Many Canadians opposed the legalization of assisted suicide and the common habit of describing it as medical care or treatment. In her column, Clark underscores what she terms the “vast” difference between encouraging a patients to end their life, and making them “aware of all the care options . . . available.”
The difference is not vast, but often quite subtle. That’s because those who are “informing” the patient typically include doctors whose strong influence over patient choices, including end-of-life choices, is undeniable. That’s without weighing the influence of pro-MAID doctors, who might not be shy about offering their opinions.
Describing assisted suicide as another “care option,” as if it were akin to antibiotic treatment, is simply misleading. It is state-sanctioned killing, albeit with the patient’s consent. As such, many doctors consider it morally wrong and refuse to provide or participate in it.
That brings us to freedom of conscience, something Clark says Alberta’s health-care workers, presumably including doctors, “already have” when it comes to MAID. Actually, they do not, at least not the kind of freedom of conscience that’s protected by law. On that score, Alberta MLA Dan Williams tabled Bill 207 intended to give them that right, which did not pass.
In Ontario, while not required to provide assisted suicide, doctors must make an “effective referral,” meaning referring the patient to a MAID-compliant doctor. In short, they must do indirectly what, for reasons of conscience, they will not do directly: facilitate assisted suicide. If they make such a referral, many Catholic and Christian doctors believe they are morally complicit in the patient’s death.

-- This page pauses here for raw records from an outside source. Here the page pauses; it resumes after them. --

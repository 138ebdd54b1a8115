// Structural rewrite rules and the fixpoint engine that drives them.
// - engine.rs: Rule trait, RuleSet, RuleEngine
// - lines.rs: fence-aware line classification shared by every rule
// - whitespace.rs: trailing whitespace, blank-line runs, final newline
// - heading.rs, list.rs, code_block.rs, table.rs: blank lines around blocks

pub mod code_block;
pub mod engine;
pub mod heading;
mod lines;
pub mod list;
pub mod table;
pub mod whitespace;

pub use code_block::{CodeBlockBlankLineEnsure, CodeFenceLanguageTag};
pub use engine::{rule_by_name, Fixpoint, Rule, RuleEngine, RuleSet};
pub use heading::HeadingBlankLineEnsure;
pub use list::{ListBlankLineEnsure, ListInternalBlankLineRemoval};
pub use table::TableBlankLineEnsure;
pub use whitespace::{BlankRunCollapse, FinalNewlineEnsure, TrailingWhitespaceTrim};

In Alberta, the situation is different: patients do not always rely directly on doctors to access assisted suicide. In effect, this frees Alberta practitioners from the dilemma facing their Ontario colleagues but offers no legal protection for those whose freedom of conscience might later be challenged on these or other grounds. There is still ample reason to enact an Alberta law protecting health-care professionals’ freedom of conscience.

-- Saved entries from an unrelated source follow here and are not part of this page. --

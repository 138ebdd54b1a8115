use super::engine::Rule;
use super::lines::{join, LineKind, Lines, FENCE_PATTERN};
use crate::types::RuleCategory;

/// Blank line before every opening fence and after every closing fence,
/// except at document start and end.
pub struct CodeBlockBlankLineEnsure;

impl Rule for CodeBlockBlankLineEnsure {
    fn id(&self) -> &str {
        "CodeBlockBlankLineEnsure"
    }

    fn category(&self) -> RuleCategory {
        RuleCategory::CodeBlock
    }

    fn pattern(&self) -> &str {
        FENCE_PATTERN
    }

    fn apply(&self, text: &str) -> String {
        let doc = Lines::split(text);
        let kinds = doc.kinds();
        let mut gaps = vec![false; kinds.len()];

        for (i, kind) in kinds.iter().enumerate() {
            match kind {
                LineKind::FenceOpen { .. } if i > 0 && !kinds[i - 1].is_blank() => {
                    gaps[i] = true;
                }
                LineKind::FenceClose => {
                    if kinds.get(i + 1).is_some_and(|next| !next.is_blank()) {
                        gaps[i + 1] = true;
                    }
                }
                _ => {}
            }
        }

        doc.with_gaps(&gaps)
    }
}

/// Opening fences without a language token get one, so every block with a
/// body declares its language. Fences that carry a token are left alone.
pub struct CodeFenceLanguageTag {
    language: String,
}

impl CodeFenceLanguageTag {
    pub fn new(language: impl Into<String>) -> Self {
        Self {
            language: language.into(),
        }
    }
}

impl Default for CodeFenceLanguageTag {
    fn default() -> Self {
        Self::new("text")
    }
}

impl Rule for CodeFenceLanguageTag {
    fn id(&self) -> &str {
        "CodeFenceLanguageTag"
    }

    fn category(&self) -> RuleCategory {
        RuleCategory::CodeBlock
    }

    fn pattern(&self) -> &str {
        r"^\s*`{3,}$"
    }

    fn apply(&self, text: &str) -> String {
        let doc = Lines::split(text);
        let kinds = doc.kinds();

        let lines: Vec<String> = doc
            .lines
            .iter()
            .enumerate()
            .map(|(i, line)| {
                let bare_opener = kinds[i] == LineKind::FenceOpen { has_info: false };
                let has_body = kinds.get(i + 1) == Some(&LineKind::Code);
                if bare_opener && has_body {
                    format!("{}{}", line.trim_end(), self.language)
                } else {
                    (*line).to_string()
                }
            })
            .collect();

        join(&lines, doc.trailing_newline)
    }
}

Clark says it’s “not appropriate” to grant freedom of conscience to publicly funded institutions that might “impose” it on their employees. While she does not specifically name Catholic hospitals and facilities, it is mainly these that do not offer assisted suicide, a stance entirely consistent with their faith-based mandate: to respect human life at all stages, from conception to natural death.
Were Catholic health-care facilities forced to offer assisted suicide, as Clark implies they should be, one of two things would happen. Either they would willingly forfeit public funding and shut down rather than be complicit, or they would offer assisted suicide and cease being Catholic institutions. So far, governments have not forced Catholic hospitals to make that choice.
Many who enter Catholic hospitals and care homes do so by choice, knowing the institutions’ mandate. Many non-Catholics and non-Christians make the same choice, often for the life-affirming ethic that prevails in these facilities. When the going gets tough, as well it may, these patients know they will never be offered death as a so-called “treatment option.” That’s a relief for many Albertans.